#### Data for analysis

use std::sync::Arc;

use advocado_agent::runtime::{assemble_agent, TracingAuditSink};
use advocado_core::config::{AppConfig, ConfigError, LoadOptions};
use advocado_core::errors::{IngestionError, SchemaError};
use advocado_langbase::{LangbaseError, LangbaseServices};
use advocado_memory::Manifest;
use thiserror::Error;
use tracing::info;

use crate::conversations::AppState;

pub struct Application {
    pub config: AppConfig,
    pub state: AppState,
}

#[derive(Debug, Error)]
pub enum BootstrapError {
    #[error(transparent)]
    Config(#[from] ConfigError),
    #[error("capability setup failed: {0}")]
    Capabilities(#[from] LangbaseError),
    #[error("manifest could not be loaded: {0}")]
    Manifest(#[from] IngestionError),
    #[error("agent configuration is invalid: {0}")]
    Schema(#[from] SchemaError),
}

pub async fn bootstrap(options: LoadOptions) -> Result<Application, BootstrapError> {
    let config = AppConfig::load(options)?;
    bootstrap_with_config(config).await
}

pub async fn bootstrap_with_config(config: AppConfig) -> Result<Application, BootstrapError> {
    info!(event_name = "system.bootstrap.start", correlation_id = "bootstrap", "starting application bootstrap");

    let services = LangbaseServices::connect(&config)?;
    let manifest = Manifest::from_config(&config.memory).await?;
    let assembly = assemble_agent(
        &config,
        &manifest.sources(),
        services.memory,
        services.language_model,
        services.email_sender,
        Arc::new(TracingAuditSink),
    )?;
    info!(
        event_name = "system.bootstrap.agent_assembled",
        correlation_id = "bootstrap",
        pipe = %assembly.configuration.name,
        policy_version = %assembly.configuration.policy_version,
        fingerprint = %assembly.configuration.fingerprint(),
        "agent runtime assembled"
    );

    let state = AppState::new(assembly, config.langbase.memory_name.clone());
    Ok(Application { config, state })
}
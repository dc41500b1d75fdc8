//! Conversational runtime for the advocado agent.
//!
//! This crate answers visitor questions from the memory index and runs the contact
//! workflow that ends in at most one email per conversation:
//! - Parses each visitor message into a contact-flow event (`conversation`)
//! - Grounds answers in citable context and strips unapproved links (`guardrails`)
//! - Declares and executes the `send_email` tool (`tools`)
//! - Drives sessions through retrieval, completion and the flow engine (`runtime`)
//! - Publishes the composed pipe configuration as a unit (`publisher`)
//!
//! # Safety Principle
//!
//! The language model only writes answers. It never sends email: a `send_email` tool
//! call it produces is treated as contact intent, and the email goes out only after the
//! visitor has confirmed every field in the deterministic flow.

pub mod conversation;
pub mod guardrails;
pub mod llm;
pub mod publisher;
pub mod reply;
pub mod runtime;
pub mod tools;

pub use conversation::TurnParser;
pub use guardrails::{GroundingDecision, GroundingGuard};
pub use llm::{ChatMessage, Completion, CompletionRequest, LanguageModel, ToolCall};
pub use publisher::{compose_configuration, PipeHost, PipePublisher, PublishOutcome};
pub use reply::ReplyStatus;
pub use runtime::{
    assemble_agent, AgentAssembly, AgentRuntime, Capabilities, ConversationSession, RuntimeLimits,
    TurnReply,
};
pub use tools::{EmailSender, SendEmailTool, ToolRegistry, SEND_EMAIL_TOOL};
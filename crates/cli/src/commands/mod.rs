pub mod chat;
pub mod config;
pub mod doctor;
pub mod publish;
pub mod sync_memory;

use std::path::PathBuf;

use serde::Serialize;
use serde_json::Value;

use advocado_core::config::{AppConfig, ConfigError, LoadOptions};

pub const EXIT_OK: u8 = 0;
pub const EXIT_PARTIAL_FAILURE: u8 = 1;
pub const EXIT_CONFIG: u8 = 2;
pub const EXIT_SCHEMA: u8 = 3;
pub const EXIT_REMOTE: u8 = 4;

#[derive(Debug, Clone)]
pub struct CommandResult {
    pub exit_code: u8,
    pub output: String,
}

#[derive(Debug, Serialize)]
struct CommandOutcome {
    command: String,
    status: String,
    error_class: Option<String>,
    message: String,
    #[serde(skip_serializing_if = "Option::is_none")]
    details: Option<Value>,
}

impl CommandResult {
    pub fn success(command: &str, message: impl Into<String>) -> Self {
        Self::success_with(command, message, None)
    }

    pub fn success_with(command: &str, message: impl Into<String>, details: Option<Value>) -> Self {
        let payload = CommandOutcome {
            command: command.to_string(),
            status: "ok".to_string(),
            error_class: None,
            message: message.into(),
            details,
        };
        Self { exit_code: EXIT_OK, output: serialize_payload(payload) }
    }

    pub fn failure(
        command: &str,
        error_class: &str,
        message: impl Into<String>,
        exit_code: u8,
    ) -> Self {
        Self::failure_with(command, error_class, message, exit_code, None)
    }

    pub fn failure_with(
        command: &str,
        error_class: &str,
        message: impl Into<String>,
        exit_code: u8,
        details: Option<Value>,
    ) -> Self {
        let payload = CommandOutcome {
            command: command.to_string(),
            status: "error".to_string(),
            error_class: Some(error_class.to_string()),
            message: message.into(),
            details,
        };
        Self { exit_code, output: serialize_payload(payload) }
    }
}

fn serialize_payload(payload: CommandOutcome) -> String {
    serde_json::to_string(&payload).unwrap_or_else(|error| {
        format!(
            "{{\"command\":\"unknown\",\"status\":\"error\",\"error_class\":\"serialization\",\"message\":\"{}\"}}",
            error.to_string().replace('\\', "\\\\").replace('"', "\\\"")
        )
    })
}

/// Options shared by every subcommand.
#[derive(Clone, Debug, Default)]
pub struct GlobalOptions {
    pub config_path: Option<PathBuf>,
}

impl GlobalOptions {
    pub fn load_options(&self) -> LoadOptions {
        LoadOptions {
            config_path: self.config_path.clone(),
            require_file: self.config_path.is_some(),
            ..LoadOptions::default()
        }
    }

    pub fn load_config(&self) -> Result<AppConfig, ConfigError> {
        AppConfig::load(self.load_options())
    }
}

pub(crate) fn config_failure(command: &str, error: &ConfigError) -> CommandResult {
    CommandResult::failure(command, "config_validation", error.to_string(), EXIT_CONFIG)
}

/// Current-thread runtime for commands that talk to remote capabilities.
pub(crate) fn block_on<F: std::future::Future>(command: &str, future: F) -> Result<F::Output, CommandResult> {
    tokio::runtime::Builder::new_current_thread()
        .enable_all()
        .build()
        .map(|runtime| runtime.block_on(future))
        .map_err(|error| {
            CommandResult::failure(
                command,
                "runtime",
                format!("failed to initialize async runtime: {error}"),
                EXIT_CONFIG,
            )
        })
}
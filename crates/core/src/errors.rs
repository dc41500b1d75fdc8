use std::path::PathBuf;

use thiserror::Error;

use crate::domain::contact::ContactField;
use crate::flows::FlowTransitionError;

#[derive(Clone, Debug, Error, PartialEq, Eq)]
pub enum IngestionError {
    #[error("could not read document source `{path}`: {reason}")]
    SourceUnreadable { path: PathBuf, reason: String },
    #[error("memory service rejected `{document}` (status {status}): {message}")]
    Rejected { document: String, status: u16, message: String },
    #[error("memory service unreachable while uploading `{document}`: {message}")]
    Transport { document: String, message: String },
    #[error("invalid document manifest: {0}")]
    Manifest(String),
}

#[derive(Clone, Debug, Error, PartialEq, Eq)]
pub enum SchemaError {
    #[error("tool name must not be empty")]
    EmptyToolName,
    #[error("tool name `{0}` must start with a letter and contain only [A-Za-z0-9_]")]
    InvalidToolName(String),
    #[error("tool `{tool}` is missing a description")]
    MissingDescription { tool: String },
    #[error("tool `{tool}` declares no parameters")]
    NoParameters { tool: String },
    #[error("tool `{tool}` requires `{field}` which is not declared in its parameters")]
    RequiredFieldNotDeclared { tool: String, field: String },
    #[error("tool `{tool}` lists `{field}` as required more than once")]
    DuplicateRequiredField { tool: String, field: String },
    #[error("tool `{0}` is declared more than once")]
    DuplicateTool(String),
}

#[derive(Clone, Debug, Error, PartialEq, Eq)]
pub enum RetrievalError {
    #[error("memory retrieval timed out after {after_ms}ms")]
    Timeout { after_ms: u64 },
    #[error("memory service unavailable: {0}")]
    Unavailable(String),
    #[error("memory service rejected the query (status {status}): {message}")]
    Rejected { status: u16, message: String },
    #[error("memory service returned a malformed response: {0}")]
    MalformedResponse(String),
    #[error("memory `{0}` does not exist")]
    UnknownMemory(String),
}

impl RetrievalError {
    pub fn is_retryable(&self) -> bool {
        match self {
            Self::Timeout { .. } | Self::Unavailable(_) => true,
            Self::Rejected { status, .. } => *status == 429 || *status >= 500,
            Self::MalformedResponse(_) | Self::UnknownMemory(_) => false,
        }
    }
}

#[derive(Clone, Debug, Error, PartialEq, Eq)]
pub enum LanguageCapabilityError {
    #[error("language model timed out after {after_ms}ms")]
    Timeout { after_ms: u64 },
    #[error("language model unavailable: {0}")]
    Unavailable(String),
    #[error("language model rejected the request (status {status}): {message}")]
    Rejected { status: u16, message: String },
    #[error("language model returned a malformed response: {0}")]
    MalformedResponse(String),
}

impl LanguageCapabilityError {
    pub fn is_retryable(&self) -> bool {
        match self {
            Self::Timeout { .. } | Self::Unavailable(_) => true,
            Self::Rejected { status, .. } => *status == 429 || *status >= 500,
            Self::MalformedResponse(_) => false,
        }
    }
}

#[derive(Clone, Debug, Error, PartialEq, Eq)]
pub enum ToolInvocationError {
    #[error("tool `{0}` is not registered")]
    UnknownTool(String),
    #[error("invalid arguments for tool `{tool}`: {reason}")]
    InvalidArguments { tool: String, reason: String },
    #[error("tool invocation timed out after {after_ms}ms")]
    Timeout { after_ms: u64 },
    #[error("email delivery failed: {0}")]
    Delivery(String),
    #[error("email service rejected the message (status {status}): {message}")]
    Rejected { status: u16, message: String },
    #[error("email delivery is not configured")]
    NotConfigured,
}

#[derive(Clone, Debug, Error, PartialEq, Eq)]
pub enum ValidationError {
    #[error("the {field} must not be empty")]
    Empty { field: ContactField },
    #[error("the {field} must be at most {max_chars} characters")]
    TooLong { field: ContactField, max_chars: usize },
    #[error("the {field} must fit on a single line")]
    MultiLine { field: ContactField },
    #[error("`{value}` is not a valid email address")]
    InvalidEmail { value: String },
    #[error("`{value}` does not look like a name")]
    NotAName { value: String },
    #[error("the {field} has not been confirmed yet")]
    MissingField { field: ContactField },
}

impl ValidationError {
    pub fn field(&self) -> ContactField {
        match self {
            Self::Empty { field }
            | Self::TooLong { field, .. }
            | Self::MultiLine { field }
            | Self::MissingField { field } => *field,
            Self::InvalidEmail { .. } => ContactField::EmailAddress,
            Self::NotAName { .. } => ContactField::FullName,
        }
    }
}

#[derive(Clone, Debug, Error, PartialEq, Eq)]
pub enum PublishError {
    #[error(transparent)]
    Schema(#[from] SchemaError),
    #[error("pipe host rejected `{pipe}` (status {status}): {message}")]
    Rejected { pipe: String, status: u16, message: String },
    #[error("pipe host unreachable: {0}")]
    Transport(String),
}

#[derive(Clone, Debug, Error, PartialEq, Eq)]
pub enum DomainError {
    #[error(transparent)]
    FlowTransition(#[from] FlowTransitionError),
    #[error(transparent)]
    Validation(#[from] ValidationError),
    #[error("domain invariant violation: {0}")]
    InvariantViolation(String),
}

#[derive(Clone, Debug, Error, PartialEq, Eq)]
pub enum ApplicationError {
    #[error(transparent)]
    Domain(#[from] DomainError),
    #[error(transparent)]
    Ingestion(#[from] IngestionError),
    #[error(transparent)]
    Schema(#[from] SchemaError),
    #[error(transparent)]
    Retrieval(#[from] RetrievalError),
    #[error(transparent)]
    LanguageCapability(#[from] LanguageCapabilityError),
    #[error(transparent)]
    ToolInvocation(#[from] ToolInvocationError),
    #[error(transparent)]
    Publish(#[from] PublishError),
    #[error("configuration failure: {0}")]
    Configuration(String),
}

#[derive(Clone, Debug, Error, PartialEq, Eq)]
pub enum InterfaceError {
    #[error("bad request: {message}")]
    BadRequest { message: String, correlation_id: String },
    #[error("not found: {message}")]
    NotFound { message: String, correlation_id: String },
    #[error("service unavailable: {message}")]
    ServiceUnavailable { message: String, correlation_id: String },
    #[error("internal error: {message}")]
    Internal { message: String, correlation_id: String },
}

impl InterfaceError {
    pub fn user_message(&self) -> &'static str {
        match self {
            Self::BadRequest { .. } => {
                "The request could not be processed. Check inputs and try again."
            }
            Self::NotFound { .. } => "The requested conversation does not exist.",
            Self::ServiceUnavailable { .. } => {
                "The service is temporarily unavailable. Please retry shortly."
            }
            Self::Internal { .. } => "An unexpected internal error occurred.",
        }
    }

    pub fn correlation_id(&self) -> &str {
        match self {
            Self::BadRequest { correlation_id, .. }
            | Self::NotFound { correlation_id, .. }
            | Self::ServiceUnavailable { correlation_id, .. }
            | Self::Internal { correlation_id, .. } => correlation_id,
        }
    }
}

impl ApplicationError {
    pub fn into_interface(self, correlation_id: impl Into<String>) -> InterfaceError {
        let correlation_id = correlation_id.into();
        let mut mapped = InterfaceError::from(self);
        match &mut mapped {
            InterfaceError::BadRequest { correlation_id: id, .. }
            | InterfaceError::NotFound { correlation_id: id, .. }
            | InterfaceError::ServiceUnavailable { correlation_id: id, .. }
            | InterfaceError::Internal { correlation_id: id, .. } => *id = correlation_id,
        }
        mapped
    }
}

impl From<ApplicationError> for InterfaceError {
    fn from(value: ApplicationError) -> Self {
        let unassigned = || "unassigned".to_owned();
        match value {
            ApplicationError::Domain(_) => Self::BadRequest {
                message: "domain validation failed".to_owned(),
                correlation_id: unassigned(),
            },
            ApplicationError::Ingestion(IngestionError::SourceUnreadable { .. })
            | ApplicationError::Ingestion(IngestionError::Manifest(_)) => {
                Self::BadRequest { message: value.to_string(), correlation_id: unassigned() }
            }
            ApplicationError::Ingestion(_)
            | ApplicationError::Retrieval(_)
            | ApplicationError::LanguageCapability(_)
            | ApplicationError::ToolInvocation(_)
            | ApplicationError::Publish(PublishError::Rejected { .. })
            | ApplicationError::Publish(PublishError::Transport(_)) => {
                Self::ServiceUnavailable { message: value.to_string(), correlation_id: unassigned() }
            }
            ApplicationError::Schema(_)
            | ApplicationError::Publish(PublishError::Schema(_))
            | ApplicationError::Configuration(_) => {
                Self::Internal { message: value.to_string(), correlation_id: unassigned() }
            }
        }
    }
}

#[cfg(test)]
mod tests {
    use crate::domain::contact::ContactField;
    use crate::errors::{
        ApplicationError, DomainError, InterfaceError, LanguageCapabilityError, RetrievalError,
        SchemaError, ValidationError,
    };

    #[test]
    fn validation_error_maps_to_bad_request_interface_error() {
        let interface = ApplicationError::from(DomainError::from(ValidationError::Empty {
            field: ContactField::Subject,
        }))
        .into_interface("req-1");

        assert!(matches!(
            interface,
            InterfaceError::BadRequest {
                ref correlation_id,
                ..
            } if correlation_id == "req-1"
        ));
        assert_eq!(
            interface.user_message(),
            "The request could not be processed. Check inputs and try again."
        );
    }

    #[test]
    fn capability_errors_map_to_service_unavailable() {
        let interface = ApplicationError::from(LanguageCapabilityError::Timeout { after_ms: 30_000 })
            .into_interface("req-2");

        assert!(matches!(interface, InterfaceError::ServiceUnavailable { .. }));
        assert_eq!(interface.correlation_id(), "req-2");
    }

    #[test]
    fn schema_error_maps_to_internal() {
        let interface =
            ApplicationError::from(SchemaError::EmptyToolName).into_interface("req-3");

        assert!(matches!(interface, InterfaceError::Internal { .. }));
        assert_eq!(interface.user_message(), "An unexpected internal error occurred.");
    }

    #[test]
    fn retryability_follows_status_class() {
        assert!(RetrievalError::Timeout { after_ms: 10 }.is_retryable());
        assert!(RetrievalError::Rejected { status: 503, message: String::new() }.is_retryable());
        assert!(!RetrievalError::Rejected { status: 401, message: String::new() }.is_retryable());
        assert!(LanguageCapabilityError::Rejected { status: 429, message: String::new() }
            .is_retryable());
        assert!(!LanguageCapabilityError::MalformedResponse("eof".to_string()).is_retryable());
    }

    #[test]
    fn validation_errors_report_their_field() {
        assert_eq!(
            ValidationError::InvalidEmail { value: "nope".to_string() }.field(),
            ContactField::EmailAddress
        );
        assert_eq!(
            ValidationError::TooLong { field: ContactField::Message, max_chars: 10 }.field(),
            ContactField::Message
        );
    }
}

########

### Directions for this task
Output only the number of lines in the data above that include the word "unreachable".

### Answer to this exercise
2